Caridad, de Mark Richard (Dirty Works) Traducción de Tomás Cobos | por Óscar Brox
Hay toda una comunidad de desclasados, descastados, pobres de espíritu, animales heridos, monstruos y perdedores que se arrastra por los márgenes de la literatura americana. Generalmente desconocidos, con toda seguridad menospreciados, sus vidas anónimas son las encargadas de torcer el recto fuste con el que Estados Unidos extiende (o entiende, que tanto vale lo uno como lo otro) su Historia. Más que un factor humano, los relatos de Mark Richard poseen una cualidad especial a la hora de detectar los renglones torcidos, la mala letra de América, las historias de los rechazados y las fábulas morales tras las deudas y los dolores. Y más que embellecerlas, lo que destaca en la escritura del autor de Caridad es su capacidad para acercarnos la fealdad de la vida sin por ello renunciar a la compasión, a la comprensión, a la sensación de que esa frontera que nos separa del escenario de un parque de caravanas, de un asilo infantil o de una casa prefabricada en los suburbios de la ciudad es cada vez más borrosa. Depende del prisma moral con el que se la mire para reconocernos en las cuitas y en las confesiones íntimas que de tanto en tanto sacuden a sus personajes.
Por Caridad desfilan monstruos y perdedores, idiotas que han perdido el norte y niños cuya dimensión vital está marcada por la fuerte influencia paterna. En Pacto entre caballeros, Richard nos sitúa junto a su protagonista infantil a las puertas de un inevitable castigo paterno. Y es extraordinaria la finura con la que su autor no deja de narrar la fugacidad de una infancia marcada por los férreos dictados morales del escenario en el que se desarrolla. O cómo la tragedia del relato responde a la imposibilidad, en determinadas circunstancias, de ser un niño de pleno derecho. Porque hay entornos, lugares, en los que los primeros años de nuestra vida son, más que nunca, una transición rápida hacia la incertidumbre del mundo adulto, ese microcosmos de leyes y dolor en el que el amor paterno termina tras el primer martillazo.
En este sentido, resulta especialmente sensible la forma en la que Richard se acerca a sus personajes más jóvenes. En Los pájaros por Navidad, todo un pabellón infantil babea ante la posibilidad de un poco de terror que, en el fondo, les sirva para reconciliarse con una vida que no es vida cuando se observa desde la cama. Que es cualquier otra cosa, pero en la que hasta la idea más insignificante (como programar la película de Hitchcock) supone un acto de sedición frente al destino que les aguarda. Otro tanto sucede con El día de los caídos, en el que el coloquio entre un niño y la Muerte adquiere la forma de una fábula moral sobre el poder y el alcance de las creencias en un paisaje tan poderosamente creyente como el americano. Aquí Richard se las apaña para reflejar cómo esa vida que pende de un hilo casi desde el arranque del relato precipita, sin embargo, la muerte inevitable del único personaje que ha hecho algo por salvarla.

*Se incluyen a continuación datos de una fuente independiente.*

//! Terminal host state: the landing page of project cards and the modal on top of it.
//!
//! The landing page plays the part of the site's project timeline. Each card records where it
//! was last drawn, so opening a case study can hand the modal the literal on-screen rectangle of
//! the card that was activated. Terminal cells are scaled to pixels with a fixed cell size.

use crate::anchor;
use crate::error::NavError;
use crate::index::NavigationIndex;
use crate::keymap;
use crate::modal::{CaseStudyModal, Event, ModalOptions};
use crate::scroll::ScrollLock;
use ratatui::crossterm::event::KeyEvent;
use ratatui::layout::Rect;
use std::cell::RefCell;
use std::rc::Rc;
use std::time::Duration;

/// Nominal width of a terminal cell in pixels.
pub const CELL_WIDTH_PX: f64 = 8.0;
/// Nominal height of a terminal cell in pixels.
pub const CELL_HEIGHT_PX: f64 = 16.0;

#[must_use]
/// Converts a terminal area to the pixel rectangle the engine works in.
pub fn cells_to_px(area: Rect) -> anchor::Rect {
    anchor::Rect::new(
        f64::from(area.y) * CELL_HEIGHT_PX,
        f64::from(area.x) * CELL_WIDTH_PX,
        f64::from(area.width) * CELL_WIDTH_PX,
        f64::from(area.height) * CELL_HEIGHT_PX,
    )
}

#[must_use]
#[allow(clippy::cast_possible_truncation, clippy::cast_sign_loss)]
/// Converts an engine rectangle back to cells, clipped to `bounds`.
pub fn px_to_cells(rect: anchor::Rect, bounds: Rect) -> Rect {
    let to_cells = |px: f64, cell: f64| (px / cell).round().max(0.0) as u16;
    let x = to_cells(rect.left, CELL_WIDTH_PX);
    let y = to_cells(rect.top, CELL_HEIGHT_PX);
    let area = Rect::new(
        x,
        y,
        to_cells(rect.width, CELL_WIDTH_PX),
        to_cells(rect.height, CELL_HEIGHT_PX),
    );
    area.intersection(bounds)
}

#[derive(Debug, Default)]
/// Scroll offset of the landing page, frozen while a case study is open.
pub struct PageScroll {
    /// First visible card row.
    pub offset: usize,
    locked: bool,
    saved: Option<usize>,
}

impl PageScroll {
    #[must_use]
    /// Whether scrolling is currently frozen.
    pub fn is_locked(&self) -> bool {
        self.locked
    }

    /// Scrolls by `delta` rows within `0..=max`. Ignored while locked.
    pub fn scroll_by(&mut self, delta: isize, max: usize) {
        if self.locked {
            return;
        }
        self.offset = self.offset.saturating_add_signed(delta).min(max);
    }
}

impl ScrollLock for PageScroll {
    fn lock_scroll(&mut self) {
        self.saved = Some(self.offset);
        self.locked = true;
    }

    fn restore_scroll(&mut self) {
        if let Some(offset) = self.saved.take() {
            self.offset = offset;
        }
        self.locked = false;
    }
}

#[derive(PartialEq, Eq, Debug, Clone, Copy)]
/// Determines which UI screen renders and how input is interpreted.
pub enum View {
    /// Project cards.
    Landing,
    /// The case-study modal over the landing page.
    CaseStudy,
}

/// Everything the terminal front-end draws and mutates.
pub struct AppState {
    /// Card titles on the landing page.
    pub projects: Vec<String>,
    /// Highlighted card.
    pub current_project_index: usize,
    /// Card whose case study is open.
    pub open_project: Option<usize>,
    /// Heading shown above the modal menu.
    pub title: String,
    /// Where each card was drawn on the last frame.
    pub card_areas: Vec<Rect>,
    /// How many cards fit on screen on the last frame.
    pub visible_cards: usize,
    /// Landing page scroll, shared with the modal's scroll lock.
    pub page: Rc<RefCell<PageScroll>>,
    /// The navigation session.
    pub modal: CaseStudyModal<Rc<RefCell<PageScroll>>>,
    /// Status feedback displayed in the help bar.
    pub message: Option<String>,
}

impl AppState {
    #[must_use]
    /// Landing page over `projects`, each opening a case study laid out by `index`.
    pub fn new(
        projects: Vec<String>,
        title: String,
        index: NavigationIndex,
        options: ModalOptions,
    ) -> Self {
        let page = Rc::new(RefCell::new(PageScroll::default()));
        let modal = CaseStudyModal::with_scroll_lock(index, options, Rc::clone(&page));
        Self {
            projects,
            current_project_index: 0,
            open_project: None,
            title,
            card_areas: Vec::new(),
            visible_cards: 1,
            page,
            modal,
            message: None,
        }
    }

    #[must_use]
    /// Screen to draw.
    pub fn view(&self) -> View {
        if self.modal.is_open() {
            View::CaseStudy
        } else {
            View::Landing
        }
    }

    /// Highlights the next card, if there is one.
    pub fn select_next_project(&mut self) {
        if self.current_project_index + 1 < self.projects.len() {
            self.current_project_index += 1;
        }
        self.follow_selection();
    }

    /// Highlights the previous card, if there is one.
    pub fn select_prev_project(&mut self) {
        self.current_project_index = self.current_project_index.saturating_sub(1);
        self.follow_selection();
    }

    /// Scrolls the landing page by `delta` cards. Has no effect while a case study is open.
    pub fn scroll_page(&mut self, delta: isize) {
        let max = self.projects.len().saturating_sub(self.visible_cards);
        self.page.borrow_mut().scroll_by(delta, max);
    }

    fn follow_selection(&mut self) {
        let fits = self.visible_cards.max(1);
        let mut page = self.page.borrow_mut();
        if self.current_project_index < page.offset {
            page.offset = self.current_project_index;
        } else if self.current_project_index >= page.offset + fits {
            page.offset = self.current_project_index + 1 - fits;
        }
    }

    /// Records the terminal size as the modal's full viewport.
    pub fn resize(&mut self, area: Rect) {
        self.modal.resize(cells_to_px(area));
    }

    /// Opens the highlighted card's case study, expanding out of the card.
    pub fn open_selected(&mut self) {
        if self.projects.is_empty() {
            return;
        }
        let origin = self
            .card_areas
            .get(self.current_project_index)
            .copied()
            .filter(|area| !area.is_empty())
            .map(cells_to_px);
        self.open_project = Some(self.current_project_index);
        self.message = None;
        self.modal.on_open(origin);
    }

    /// Routes a key press while the modal is open.
    pub fn handle_modal_key(&mut self, key: KeyEvent) {
        let Some(input) = keymap::modal_input(key, self.modal.menu()) else {
            return;
        };
        match self.modal.dispatch(Event::Input(input)) {
            Ok(_) => self.message = None,
            Err(e) => self.report(&e),
        }
        if !self.modal.is_open() {
            self.open_project = None;
        }
    }

    /// Feeds elapsed wall-clock time to the modal's timeline.
    pub fn tick(&mut self, elapsed: Duration) {
        self.modal.advance(elapsed);
    }

    fn report(&mut self, e: &NavError) {
        tracing::error!(error = %e, "navigation request rejected");
        self.message = Some(e.to_string());
    }
}

#[cfg(test)]
#[path = "tests/app_state.rs"]
mod tests;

Por esta colección de relatos desfilan personajes desnortados, incapaces de saber si están clavando la pala en el lugar correcto para desenterrar una parte de su pasado (y con ello colmar el dolor sordo que inunda tantas vidas en los márgenes); cartas de chicas con marcas de mordiscos en forma de pezuña; narradores que, aun intuyendo que se meten en la boca del lobo, no dejan de caminar hacia sus rincones más oscuros para mostrárnoslos; insomnes que fantasean con disparar a ese ladrón que se colará tan pronto despunte el alba; o gente que necesita contar historias de fantasmas para así poder apaciguar la ristra de espíritus que porta en su interior. En Caridad hay niños rotos y niños con cola, adultos locos y mujeres risueñas que desatan un infierno interior, pendencieros y golfos, violentos o solitarios, pero todos ellos palpitan en las páginas en busca de esa pizca de comprensión que Richard sabe cómo proporcionarles.
En Richard late esa simpatía por los débiles que bien puede conectar con la sensibilidad con la que narró su propio periplo vital en Casa de oración nº 2. Lo hermoso de sus historias, sin embargo, es que nunca renuncian a mostrar las cosas sin ambages, lo turbio mezclado con lo bello, lo más grotesco como parte de lo más humano. Rara vez un autor de género ha escrito palabras tan bonitas, tan dolorosas, a propósito de ese momento de la infancia en el que despunta el horizonte del mundo adulto. Pocas veces es tan poderosa esa agitación con la que los personajes se precipitan al vacío, sacudidos por tantos y tantos imperativos morales, pero también por un deseo de vivir ante el cual bien vale la pena quedar sobrecogido por el miedo. Como esos niños tras el pase nocturno de Los pájaros.